The Company’s Directors received no increase in remuneration in the period from July 2011 to April 2016, despite there being headroom (due to the reduction from eight board members to six in that time). During that period, the growth of the Company has placed greater demands on the Directors with additional time required for travel and attendance to the broader scope of the Company’s operations.
Accordingly, Directors’ fees were increased during the 2017 financial year to $113,000 per annum for each Director, and $226,000 per annum for the Chairman of the Board, bringing total Directors’ remuneration to $678,000 per annum.
With the appointment of Kate Parsons and Sue Tindal with effect from 1 January 2017, the Board is once again comprised of eight Directors.
A shareholder resolution is required to approve any increase in the aggregate annual amount of Directors’ Fees. It is proposed that the aggregate annual amount of Directors’ Fees is increased by $224,000 to a total of $904,000. This increased sum takes into account the two additional Directors and will be divided among the Directors as the Directors from time to time deem appropriate. It is currently proposed that the aggregate annual amount of Directors’ Fees will be divided as follows:
The proposed increase in Directors’ Fees brings the level of remuneration to that which is comparable to similar sized listed companies. (Shareholders may be assured that a Mainfreight directorship is no sinecure; a significant contribution is required from the Company’s Board of Directors in terms of time, effort, and ongoing familiarisation with the intricacies of the Company’s expanding business).

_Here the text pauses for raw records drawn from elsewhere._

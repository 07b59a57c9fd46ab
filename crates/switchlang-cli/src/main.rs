//! SwitchLang CLI - practice writing in a language you are learning.

use clap::Parser;
use switchlang_cli::cli::PracticeArgs;
use switchlang_cli::commands;
use switchlang_cli::{Cli, Command, Config, Formatter};
use tracing_subscriber::EnvFilter;

fn main() {
    let cli = Cli::parse();
    init_tracing(cli.verbose);

    if let Err(e) = run(cli) {
        eprintln!("Error: {}", e);
        std::process::exit(1);
    }
}

/// Logs go to stderr so command output on stdout stays machine-readable.
fn init_tracing(verbose: bool) {
    let filter = if verbose {
        EnvFilter::new("debug")
    } else {
        EnvFilter::try_from_default_env().unwrap_or_else(|_| EnvFilter::new("warn"))
    };

    tracing_subscriber::fmt()
        .with_env_filter(filter)
        .with_target(false)
        .with_writer(std::io::stderr)
        .init();
}

fn run(cli: Cli) -> switchlang_cli::Result<()> {
    let config_path = Config::resolve_path(cli.config.as_deref())?;
    let config = Config::load_from(&config_path)?;

    // Determine output format
    let format = cli
        .format
        .map(Into::into)
        .unwrap_or(config.settings.format);

    // Determine color setting
    let color_enabled = !cli.no_color && config.settings.color;

    let formatter = Formatter::new(format, color_enabled);

    match cli.command {
        None => commands::execute_practice(PracticeArgs::default(), &config, &formatter)?,
        Some(Command::Practice(args)) => commands::execute_practice(args, &config, &formatter)?,
        Some(Command::Generate(args)) => commands::execute_generate(args, &config, &formatter)?,
        Some(Command::Check(args)) => commands::execute_check(args, &config, &formatter)?,
        Some(Command::History(args)) => commands::execute_history(args, &config, &formatter)?,
        Some(Command::Models) => commands::execute_models(&config, &formatter)?,
        Some(Command::Config(args)) => {
            commands::execute_config(args, &config, &config_path, &formatter)?
        }
    }

    Ok(())
}
//! Models command implementation.

use crate::commands::build_provider;
use crate::config::Config;
use crate::error::Result;
use crate::output::Formatter;
use tracing::info;

/// Execute the models command.
pub fn execute_models(config: &Config, formatter: &Formatter) -> Result<()> {
    let provider = build_provider(config)?;
    let models = provider.list_models()?;
    info!("{} models support content generation", models.len());

    println!("{}", formatter.format_models(&models)?);

    Ok(())
}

The Directors recommend that shareholders vote to approve Resolution 5. Pursuant to NZX Main Board Listing Rule 9.3.1, each Director who is intended to receive a payment or benefit from the approval of Resolution 5 (which excludes the Group Managing Director who does not receive director’s fees), or any person who is an Associated Person of such a Director (as that term is defined in the NZX Main Board Listing Rules), will not exercise his or her shareholding vote, or discretionary proxy vote, on Resolution 5 at the Annual Meeting.
Resolution 6: Auditor
EY is automatically reappointed at the annual meeting as the auditor of the Company under section 207T of the Companies Act 1993. This resolution authorises the Board to fix the fees and expenses of the auditor.
The Directors recommend that shareholders vote to approve Resolution 6.